Tuesday, 2 June 2009

Extracts from "Relational Aesthetics" by Nicolas Bourriaud

These are from a wonderful collection of essays/articles, of which "Towards a policy of forms" was the one I found the most arresting. More Bourriaud extracts to follow in the coming months.

P20
Gordon Matta-Clarke or Dan Graham’s work cannot be reduced to the “things” those two artists “produce”; it is not the simple secondary effects of a composition, as the formalist aesthetic would like to advance, but the principle acting as a trajectory evolving through signs, objects, forms, gestures… the contemporary artwork’s form is spreading out from its material form: it is a linking element, a principle of dynamic agglutination. An artwork is a dot on a line.

P26
Transitivity is as old as the hills. It is a tangible property of the artwork. Without it, the work is nothing other than a dead object, crushed by contemplation. Delacroix wrote in his diary that a successful picture temporarily “condensed” an emotion that it was the duty of the beholder’s eye to bring to life and develop. This idea of transitivity introduces into the aesthetic arena that formal disorder which is inherent to dialogue. It denies the existence of any specific “place of art”, in favour of a forever unfinished discursiveness, and a never recaptured desire for dissemination.

P36
So through little gestures art is like an angelic programme, a set of tasks carried out beside or beneath the real economic system, so as to patiently re-stitch the relational fabric.

P67
On the other hand, we can say that art creates an awareness about production methods and human relationships produced by the technologies of its day, and that by shifting these, it makes them more visible, enabling us to see them right down to the consequences they have on day-to-day life. Technology is only of interest to artists in so far as it puts effects into perspective, rather than putting up with it as an ideological instrument.

P78
The future of art, as an instrument of emancipation, and as a political tool aimed at the liberation of forms of subjectivity, depends on the way artists deal with this issue. For art, no technique or technology is a subject. By putting technology in its productive context, by analysing its relations with the superstructure and the layer of obligatory behaviour underpinning its use, it becomes conversely possible to produce models of relations with the world, heading in the direction of modernity. Failing which, art will become an element of high-tech deco in an increasingly disconcerting society.

P95
And what if real style, as Deleuze and Guattari write, were not the repetition of reified “making” but “the movement of thought”? Guattari contrasts the homogenisation and standardisation of types of subjectivity with the need to involve the being in “heterogenetic processes”. This is the primary principle of mental ecosophy: articulating particular worlds and rare life forms; cultivating per se differentness, before moving it over into the social.

P103
Based on Oscar Wilde’s formula, modernity is the moment when “it is not art imitating life, but life imitating art”… Marx is headed in the same direction, by criticising the classical distinction between praxis (the act of self-transformation) and poesis (the necessary, servile action aimed at producing and transforming matter). Marx thought, on the contrary, that “praxis moves constantly into poesis, and vice-versa”.
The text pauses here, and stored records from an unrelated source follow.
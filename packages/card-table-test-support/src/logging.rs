//! Unified test logging initialization.

use once_cell::sync::OnceCell;
use tracing_subscriber::{fmt, EnvFilter};

static INITIALIZED: OnceCell<()> = OnceCell::new();

/// Initialize logging for tests. Idempotent and race-safe.
///
/// Level precedence: `TEST_LOG`, then `RUST_LOG`, then `"warn"`.
pub fn init() {
    INITIALIZED.get_or_init(|| {
        let filter = std::env::var("TEST_LOG")
            .or_else(|_| std::env::var("RUST_LOG"))
            .map(EnvFilter::new)
            .unwrap_or_else(|_| EnvFilter::new("warn"));

        fmt()
            .with_env_filter(filter)
            .with_test_writer()
            .without_time()
            .try_init()
            .ok();
    });
}
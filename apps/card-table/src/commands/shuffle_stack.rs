//! `shuffle-stack`: randomly reorder the cards of one stack.

use std::collections::VecDeque;

use rand::rngs::StdRng;
use rand::{Rng, SeedableRng};
use sea_orm::ConnectionTrait;
use serde_json::{Map, Value};
use tracing::debug;

use crate::entities::stacks;
use crate::errors::domain::DomainError;
use crate::repos::cards as cards_repo;
use crate::validation::require_record;

/// Source of uniform draws for shuffling
pub trait DrawSource: Send {
    /// A uniform index in `[0, upper)`; `upper` is never zero.
    fn draw(&mut self, upper: usize) -> usize;
}

/// OS-seeded CSPRNG draws
pub struct OsDraws(StdRng);

impl OsDraws {
    pub fn new() -> Self {
        Self(StdRng::from_os_rng())
    }
}

impl Default for OsDraws {
    fn default() -> Self {
        Self::new()
    }
}

impl DrawSource for OsDraws {
    fn draw(&mut self, upper: usize) -> usize {
        self.0.random_range(0..upper)
    }
}

/// A fixed draw sequence, for reproducing a specific shuffle.
///
/// Draws past the end of the script are 0. A scripted value outside
/// `[0, upper)` panics.
#[derive(Debug, Clone, Default)]
pub struct ScriptedDraws {
    script: VecDeque<usize>,
    taken: usize,
}

impl ScriptedDraws {
    pub fn new(script: impl IntoIterator<Item = usize>) -> Self {
        Self {
            script: script.into_iter().collect(),
            taken: 0,
        }
    }

    /// Number of draws made so far.
    pub fn taken(&self) -> usize {
        self.taken
    }
}

impl DrawSource for ScriptedDraws {
    fn draw(&mut self, upper: usize) -> usize {
        self.taken += 1;
        let value = self.script.pop_front().unwrap_or(0);
        assert!(
            value < upper,
            "scripted draw {} is {value}, outside [0, {upper})",
            self.taken
        );
        value
    }
}

/// Remove-and-append shuffle: draw an index into the cards still remaining,
/// take that card out and append it to the result. One draw per item.
pub fn shuffle_order<T>(items: Vec<T>, draws: &mut dyn DrawSource) -> Vec<T> {
    let mut remaining = items;
    let mut ordered = Vec::with_capacity(remaining.len());
    while !remaining.is_empty() {
        let index = draws.draw(remaining.len());
        ordered.push(remaining.remove(index));
    }
    ordered
}

pub async fn run<C>(
    conn: &C,
    changes: &Map<String, Value>,
    draws: &mut dyn DrawSource,
) -> Result<(), DomainError>
where
    C: ConnectionTrait + Send + Sync,
{
    let stack = require_record::<stacks::Entity, _>(conn, "stack_id", changes).await?;
    let cards = cards_repo::find_by_stack(conn, stack.id).await?;
    let count = cards.len();

    for (position, card) in shuffle_order(cards, draws).into_iter().enumerate() {
        let position = position as i32;
        if card.position != position {
            cards_repo::set_position(conn, card, position).await?;
        }
    }

    debug!(stack_id = stack.id, count, "stack shuffled");
    Ok(())
}

#[cfg(test)]
mod tests {
    use std::collections::HashSet;

    use proptest::prelude::*;

    use super::*;

    #[test]
    fn scripted_draws_reproduce_known_order() {
        let mut draws = ScriptedDraws::new([2, 1, 0, 0]);
        let order = shuffle_order(vec![1, 2, 3, 4], &mut draws);

        assert_eq!(order, vec![3, 2, 1, 4]);
        assert_eq!(draws.taken(), 4);
    }

    #[test]
    fn empty_input_draws_nothing() {
        let mut draws = ScriptedDraws::default();
        let order: Vec<i64> = shuffle_order(Vec::new(), &mut draws);

        assert!(order.is_empty());
        assert_eq!(draws.taken(), 0);
    }

    #[test]
    #[should_panic(expected = "outside [0, 2)")]
    fn scripted_draw_out_of_range_panics() {
        let mut draws = ScriptedDraws::new([1, 5]);
        shuffle_order(vec!['a', 'b', 'c'], &mut draws);
    }

    #[test]
    fn os_draws_stay_in_range() {
        let mut draws = OsDraws::new();
        for upper in 1..60 {
            assert!(draws.draw(upper) < upper);
        }
    }

    proptest! {
        #[test]
        fn shuffle_is_a_permutation(len in 0usize..60, script in proptest::collection::vec(0usize..64, 0..60)) {
            let items: Vec<usize> = (0..len).collect();
            // fold each raw value into the range of the draw it feeds
            let script = script.into_iter().take(len).enumerate().map(|(i, raw)| raw % (len - i));
            let mut draws = ScriptedDraws::new(script);
            let order = shuffle_order(items.clone(), &mut draws);

            prop_assert_eq!(order.len(), len);
            prop_assert_eq!(draws.taken(), len);
            let seen: HashSet<usize> = order.into_iter().collect();
            prop_assert_eq!(seen, items.into_iter().collect::<HashSet<_>>());
        }
    }
}
pub mod db;
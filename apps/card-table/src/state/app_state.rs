use sea_orm::DatabaseConnection;

/// Application state containing shared resources
#[derive(Debug, Clone)]
pub struct AppState {
    /// Database connection (absent only in tests that never touch storage)
    db: Option<DatabaseConnection>,
}

impl AppState {
    pub fn new(db: DatabaseConnection) -> Self {
        Self { db: Some(db) }
    }

    pub fn new_without_db() -> Self {
        Self { db: None }
    }

    pub fn db(&self) -> Option<&DatabaseConnection> {
        self.db.as_ref()
    }
}
//! Infrastructure layer - database bootstrap, state building and DbErr translation.

pub mod db;
pub mod db_errors;
pub mod state;
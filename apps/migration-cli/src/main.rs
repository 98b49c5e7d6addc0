use card_table::config::db::{DbKind, RuntimeEnv};
use card_table::infra::db::orchestrate_migration;
use clap::{Parser, ValueEnum};
use migration::MigrationCommand;

#[derive(Clone, ValueEnum)]
enum Env {
    Prod,
    Test,
}

#[derive(Clone, ValueEnum)]
enum Db {
    Postgres,
    SqliteFile,
}

#[derive(Clone, ValueEnum)]
enum Command {
    Up,
    Down,
    Fresh,
    Reset,
    Refresh,
    Status,
}

impl From<Command> for MigrationCommand {
    fn from(command: Command) -> Self {
        match command {
            Command::Up => MigrationCommand::Up,
            Command::Down => MigrationCommand::Down,
            Command::Fresh => MigrationCommand::Fresh,
            Command::Reset => MigrationCommand::Reset,
            Command::Refresh => MigrationCommand::Refresh,
            Command::Status => MigrationCommand::Status,
        }
    }
}

#[derive(Parser)]
#[command(name = "migration-cli")]
#[command(about = "Card table database migration tool")]
struct Args {
    /// Migration command to run
    #[arg(value_enum)]
    command: Command,

    /// Runtime environment
    #[arg(short, long, value_enum, default_value = "test")]
    env: Env,

    /// Database type; in-memory SQLite is not offered since it would not outlive the command
    #[arg(short, long, value_enum, default_value = "postgres")]
    db: Db,
}

#[tokio::main]
async fn main() {
    tracing_subscriber::fmt()
        .with_writer(std::io::stdout)
        .without_time()
        .with_target(false)
        .with_env_filter("migration=info,card_table=info,sqlx=warn")
        .init();

    let args = Args::parse();

    let env = match args.env {
        Env::Prod => RuntimeEnv::Prod,
        Env::Test => RuntimeEnv::Test,
    };
    let db_kind = match args.db {
        Db::Postgres => DbKind::Postgres,
        Db::SqliteFile => DbKind::SqliteFile,
    };

    if let Err(e) = orchestrate_migration(env, db_kind, args.command.into()).await {
        eprintln!("Migration failed: {e}");
        std::process::exit(1);
    }
}
//! `with_txn` under the default commit policy.

mod common;

use std::sync::Arc;

use actix_web::test::TestRequest;
use actix_web::HttpMessage;
use card_table::db::txn::{with_txn, SharedTxn};
use card_table::db::txn_policy::{current, TxnPolicy};
use card_table::error::AppError;
use card_table::errors::ErrorCode;
use card_table::repos::games as games_repo;
use card_table::services::GameService;
use card_table::AppState;
use common::{db, obj, sqlite_state};
use sea_orm::TransactionTrait;
use serde_json::json;

#[actix_web::test]
async fn commits_on_ok() -> Result<(), Box<dyn std::error::Error>> {
    assert_eq!(current(), TxnPolicy::CommitOnOk);
    let state = sqlite_state().await;

    let game = with_txn(None, &state, |txn| {
        Box::pin(async move {
            GameService::new()
                .create(txn, &obj(json!({"name": "kept"})))
                .await
                .map_err(AppError::from)
        })
    })
    .await?;

    let stored = games_repo::find_by_id(db(&state), game.id).await?;
    assert_eq!(stored, Some(game));
    Ok(())
}

#[actix_web::test]
async fn rolls_back_every_write_on_err() -> Result<(), Box<dyn std::error::Error>> {
    let state = sqlite_state().await;

    let result: Result<(), AppError> = with_txn(None, &state, |txn| {
        Box::pin(async move {
            GameService::new()
                .create(txn, &obj(json!({"name": "discarded"})))
                .await
                .map_err(AppError::from)?;
            Err::<(), _>(AppError::internal(ErrorCode::Internal, "late failure"))
        })
    })
    .await;

    assert!(matches!(result, Err(AppError::Internal { .. })));
    let games = games_repo::list(db(&state), &Default::default()).await?;
    assert!(games.is_empty());
    Ok(())
}

#[actix_web::test]
async fn without_db_is_unavailable() {
    let state = AppState::new_without_db();

    let result = with_txn(None, &state, |_txn| {
        Box::pin(async move { Ok::<_, AppError>(()) })
    })
    .await;

    assert!(matches!(result, Err(AppError::DbUnavailable { .. })));
}

#[actix_web::test]
async fn shared_txn_is_left_open_for_its_owner() -> Result<(), Box<dyn std::error::Error>> {
    let state = sqlite_state().await;
    let shared = Arc::new(db(&state).begin().await?);

    let req = TestRequest::default().to_http_request();
    req.extensions_mut().insert(SharedTxn(shared.clone()));

    let game = with_txn(Some(&req), &state, |txn| {
        Box::pin(async move {
            GameService::new()
                .create(txn, &obj(json!({"name": "shared"})))
                .await
                .map_err(AppError::from)
        })
    })
    .await?;

    // visible inside the still-open transaction
    let inside = games_repo::find_by_id(shared.as_ref(), game.id).await?;
    assert_eq!(inside, Some(game));

    req.extensions_mut().remove::<SharedTxn>();
    let txn = Arc::try_unwrap(shared).map_err(|_| "shared transaction still referenced")?;
    txn.rollback().await?;

    let games = games_repo::list(db(&state), &Default::default()).await?;
    assert!(games.is_empty());
    Ok(())
}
For “the only acceptable end-purpose of human activities,” writes Guattari, “is the production of a subjectivity that is forever self-enriching its relationship with the world.”

P104
The poetic function, which consists in re-forming worlds of subjectivisation, possibly would not have any meaning if it, too, were not able to help us to negotiate the “ordeal of barbarity, mental implosion, and chaosmic spasm which are taking shape on the horizon, to turn them into riches and unforeseeable pleasures”…

P107
Aesthetics
An idea that sets humankind apart from other animal species. In the end of the day, burying the dead, laughter, and suicide are just the corollaries of a deep-seated hunch, the hunch that life is an aesthetic, ritualised, shaped form.

P111
Form
Structural unity imitating a world. Artistic practice involves creating a form capable of “lasting”, bringing heterogeneous units together on a coherent level, in order to create a relationship to the world.

Image
Making a work involves the invention of a process of presentation. In this kind of process, the image is an act.

Inhabiting
Having imagined architecture and art of the future, the artist is now proposing solutions for inhabiting them. The contemporary form of modernity is ecological, haunted by the occupancy of forms and the use of images.

P114
Style
The movement of a work, its trajectory. “The style of a thought is its movement” (Gilles Deleuze and Felix Guattari)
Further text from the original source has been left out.